Haiti by Laurent Dubois
Author:Laurent Dubois
Language: eng
Format: epub, mobi
Publisher: Henry Holt and Co.
7
SECOND INDEPENDENCE
In June 1929, a resplendent new agricultural school was inaugurated in Damien, a suburb north of Port-au-Prince. It was outfitted with laboratories, a geological museum, a collection of Haitian plants, and a dairy farm where imported Jersey and Holstein cows cohabited with a few “indigenous” ones. Haitian and American teachers provided instruction in zoology, botany, agronomy, physics, chemistry, and political economy, and the students got exercise playing soccer, volleyball, and basketball. The school was the crown jewel of a decade-long effort by the United States to transform education and agriculture in Haiti, meant to demonstrate unequivocally that the occupation was a force for progress and civilization. Instead, however, it ended up doing the opposite.

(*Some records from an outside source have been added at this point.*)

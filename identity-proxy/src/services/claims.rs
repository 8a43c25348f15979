//! Claim document construction and assertion issuance.
//!
//! The document references organizations and teams by their position in
//! `objects`, so a team's `org` and every `object_roles` entry are indices,
//! never store identifiers.

use serde::{Deserialize, Serialize};
use std::collections::{BTreeMap, HashMap};
use std::sync::Arc;

use crate::models::{Organization, RoleKind, Team, User};
use crate::services::error::ServiceError;
use crate::services::jwt::JwtService;
use crate::services::resolver::{resolve, Resolution};
use crate::services::store::Store;

#[derive(Debug, Clone, Serialize, Deserialize, PartialEq)]
pub struct ClaimDocument {
    pub sub: String,
    pub user_data: UserData,
    pub global_roles: Vec<String>,
    pub object_roles: BTreeMap<String, ObjectRoles>,
    pub objects: ClaimObjects,
}

#[derive(Debug, Clone, Serialize, Deserialize, PartialEq)]
pub struct UserData {
    pub username: String,
    pub first_name: String,
    pub last_name: String,
    pub is_superuser: bool,
    pub email: String,
}

#[derive(Debug, Clone, Serialize, Deserialize, PartialEq)]
pub struct ObjectRoles {
    pub content_type: String,
    pub objects: Vec<usize>,
}

#[derive(Debug, Clone, Default, Serialize, Deserialize, PartialEq)]
pub struct ClaimObjects {
    pub organization: Vec<OrgClaim>,
    pub team: Vec<TeamClaim>,
}

#[derive(Debug, Clone, Serialize, Deserialize, PartialEq)]
pub struct OrgClaim {
    pub ansible_id: String,
    pub name: String,
}

#[derive(Debug, Clone, Serialize, Deserialize, PartialEq)]
pub struct TeamClaim {
    pub ansible_id: String,
    pub name: String,
    /// Index into `objects.organization`.
    pub org: usize,
}

fn indices<T>(items: &[T], index: &HashMap<i64, usize>, id: impl Fn(&T) -> i64) -> Vec<usize> {
    items
        .iter()
        .filter_map(|item| index.get(&id(item)).copied())
        .collect()
}

impl ClaimDocument {
    /// Flatten a resolution. Admin entries come before member entries and the
    /// first occurrence of an object fixes its index.
    pub fn build(user: &User, resolution: &Resolution) -> Self {
        let mut orgs: Vec<&Organization> = Vec::new();
        let mut org_index: HashMap<i64, usize> = HashMap::new();
        for org in resolution
            .admin_orgs
            .iter()
            .chain(&resolution.member_orgs)
            .chain(&resolution.implied_orgs)
        {
            if !org_index.contains_key(&org.id) {
                org_index.insert(org.id, orgs.len());
                orgs.push(org);
            }
        }

        let mut teams: Vec<TeamClaim> = Vec::new();
        let mut team_index: HashMap<i64, usize> = HashMap::new();
        for team in resolution.admin_teams.iter().chain(&resolution.member_teams) {
            if team_index.contains_key(&team.id) {
                continue;
            }
            let Some(org) = org_index.get(&team.organization).copied() else {
                continue;
            };
            team_index.insert(team.id, teams.len());
            teams.push(TeamClaim {
                ansible_id: team.ansible_id.clone(),
                name: team.name.clone(),
                org,
            });
        }

        let org_id = |o: &Organization| o.id;
        let team_id = |t: &Team| t.id;
        let mut object_roles = BTreeMap::new();
        for (role, content_type, objects) in [
            (
                RoleKind::ORGANIZATION_ADMIN,
                "organization",
                indices(&resolution.admin_orgs, &org_index, org_id),
            ),
            (
                RoleKind::ORGANIZATION_MEMBER,
                "organization",
                indices(&resolution.member_orgs, &org_index, org_id),
            ),
            (
                RoleKind::TEAM_ADMIN,
                "team",
                indices(&resolution.admin_teams, &team_index, team_id),
            ),
            (
                RoleKind::TEAM_MEMBER,
                "team",
                indices(&resolution.member_teams, &team_index, team_id),
            ),
        ] {
            if !objects.is_empty() {
                object_roles.insert(
                    role.to_string(),
                    ObjectRoles {
                        content_type: content_type.to_string(),
                        objects,
                    },
                );
            }
        }

        Self {
            sub: user.sub.clone(),
            user_data: UserData {
                username: user.username.clone(),
                first_name: user.first_name.clone(),
                last_name: user.last_name.clone(),
                is_superuser: user.is_superuser,
                email: user.email.clone(),
            },
            global_roles: resolution.global_roles.iter().cloned().collect(),
            object_roles,
            objects: ClaimObjects {
                organization: orgs
                    .into_iter()
                    .map(|o| OrgClaim {
                        ansible_id: o.ansible_id.clone(),
                        name: o.name.clone(),
                    })
                    .collect(),
                team: teams,
            },
        }
    }
}

/// Computes claims from live store state and signs them. Nothing is cached.
#[derive(Clone)]
pub struct ClaimsService {
    store: Arc<Store>,
    jwt: Arc<JwtService>,
}

impl ClaimsService {
    pub fn new(store: Arc<Store>, jwt: Arc<JwtService>) -> Self {
        Self { store, jwt }
    }

    /// Build the claim document for `username`, checking `password` when given.
    pub async fn document_for(
        &self,
        username: &str,
        password: Option<&str>,
    ) -> Result<ClaimDocument, ServiceError> {
        let snapshot = self.store.snapshot().await;

        let user = snapshot
            .user_by_username(username)
            .ok_or(ServiceError::InvalidCredentials)?;
        if let Some(password) = password {
            if !user.password_matches(password) {
                return Err(ServiceError::InvalidCredentials);
            }
        }

        let resolution = resolve(&snapshot, user);
        Ok(ClaimDocument::build(user, &resolution))
    }

    /// Signed identity assertion for `username`.
    ///
    /// Store locks are released before signing.
    pub async fn issue(
        &self,
        username: &str,
        password: Option<&str>,
    ) -> Result<String, ServiceError> {
        let document = self.document_for(username, password).await?;
        Ok(self.jwt.sign(document)?)
    }
}
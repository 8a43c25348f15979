use axum::{
    extract::{Path, State},
    http::StatusCode,
    Json,
};
use service_core::error::AppError;

use crate::models::{
    CreateRoleTeamAssignmentRequest, CreateRoleUserAssignmentRequest, ListResponse,
    RoleDefinition, RoleTeamAssignmentResponse, RoleUserAssignmentResponse,
};
use crate::AppState;

fn created_or_ok(created: bool) -> StatusCode {
    if created {
        StatusCode::CREATED
    } else {
        StatusCode::OK
    }
}

pub async fn list_role_definitions(
    State(state): State<AppState>,
) -> Json<ListResponse<RoleDefinition>> {
    Json(state.store.list_role_definitions().await.into())
}

pub async fn list_user_assignments(
    State(state): State<AppState>,
) -> Json<ListResponse<RoleUserAssignmentResponse>> {
    let assignments = state.store.list_user_assignments().await;
    Json(
        assignments
            .iter()
            .map(RoleUserAssignmentResponse::from)
            .collect::<Vec<_>>()
            .into(),
    )
}

/// Grant a role to a user. An identical existing grant is returned with 200.
pub async fn create_user_assignment(
    State(state): State<AppState>,
    Json(req): Json<CreateRoleUserAssignmentRequest>,
) -> Result<(StatusCode, Json<RoleUserAssignmentResponse>), AppError> {
    let (assignment, created) = state.store.create_user_assignment(req).await?;
    if created {
        tracing::info!(
            assignment_id = assignment.id,
            user_id = assignment.user,
            role_definition = assignment.role_definition,
            "Role granted to user"
        );
    }

    Ok((
        created_or_ok(created),
        Json(RoleUserAssignmentResponse::from(&assignment)),
    ))
}

pub async fn delete_user_assignment(
    State(state): State<AppState>,
    Path(id): Path<i64>,
) -> Result<StatusCode, AppError> {
    state.store.delete_user_assignment(id).await?;
    tracing::info!(assignment_id = id, "Role user assignment removed");
    Ok(StatusCode::NO_CONTENT)
}

pub async fn list_team_assignments(
    State(state): State<AppState>,
) -> Json<ListResponse<RoleTeamAssignmentResponse>> {
    let assignments = state.store.list_team_assignments().await;
    Json(
        assignments
            .iter()
            .map(RoleTeamAssignmentResponse::from)
            .collect::<Vec<_>>()
            .into(),
    )
}

pub async fn create_team_assignment(
    State(state): State<AppState>,
    Json(req): Json<CreateRoleTeamAssignmentRequest>,
) -> Result<(StatusCode, Json<RoleTeamAssignmentResponse>), AppError> {
    let (assignment, created) = state.store.create_team_assignment(req).await?;
    if created {
        tracing::info!(
            assignment_id = assignment.id,
            team_id = assignment.team,
            role_definition = assignment.role_definition,
            "Role granted to team"
        );
    }

    Ok((
        created_or_ok(created),
        Json(RoleTeamAssignmentResponse::from(&assignment)),
    ))
}

pub async fn delete_team_assignment(
    State(state): State<AppState>,
    Path(id): Path<i64>,
) -> Result<StatusCode, AppError> {
    state.store.delete_team_assignment(id).await?;
    tracing::info!(assignment_id = id, "Role team assignment removed");
    Ok(StatusCode::NO_CONTENT)
}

Within a few months, the Damien school became the launching pad for a mass student uprising, which eventually helped to do what Péralte’s Cacos could not: send the U.S. forces home.1
The unrest began on October 31, 1929, when the first class of students at the Damien school learned that the administration was cutting back on promised merit scholarships. They went on strike, marching into Port-au-Prince, where they were soon joined by other high school and university students. The young protesters became heroes for a population fed up with the U.S. presence. Greeted by cheering crowds, they lived an adolescent dream: getting free bus rides, free restaurant meals, even free movie tickets. As a symbol of their protest, they were wore green ribbons, standing for the renewal they hoped to inspire.2
When Haitian government employees joined the strike, the U.S. authorities declared martial law and carried out a wave of arrests. Fearing that they were losing control, several officials moved their families out of Port-au-Prince and onto boats in the harbor. Most frightening to them was the fact that the uprising was not limited to the cities: for the first time since the crushing of the Caco revolt, there were mass protests in the countryside as well. In early December, when fifteen hundred rural residents marched on Les Cayes, the tension proved too great: as the protesters entered the town, a marine detachment fired machine guns into the crowd, killing a dozen people and wounding many more.3
It was the beginning of the end of the U.S. occupation. The massacre was an international embarrassment, making it clear that the Haitian people were increasingly united across class and regional lines in their opposition to the American presence. Less than five years later, the U.S. Marines formally withdrew. At a simple ceremony in Le Cap, the stars and stripes were taken down and the Haitian flag put back up. Shortly thereafter, the bones of Charlemagne Péralte were disinterred from his cement grave, his skull identified by his mother thanks to a gold tooth. Hastily buried as a bandit in 1919, he was now given a grand state funeral, officially acknowledged as a national hero.4
The departure of the marines represented the culmination of two decades of struggle against the occupation. It was supposed to be a new dawn for Haiti; political leaders proclaimed that 1934 was their country’s “Second Independence.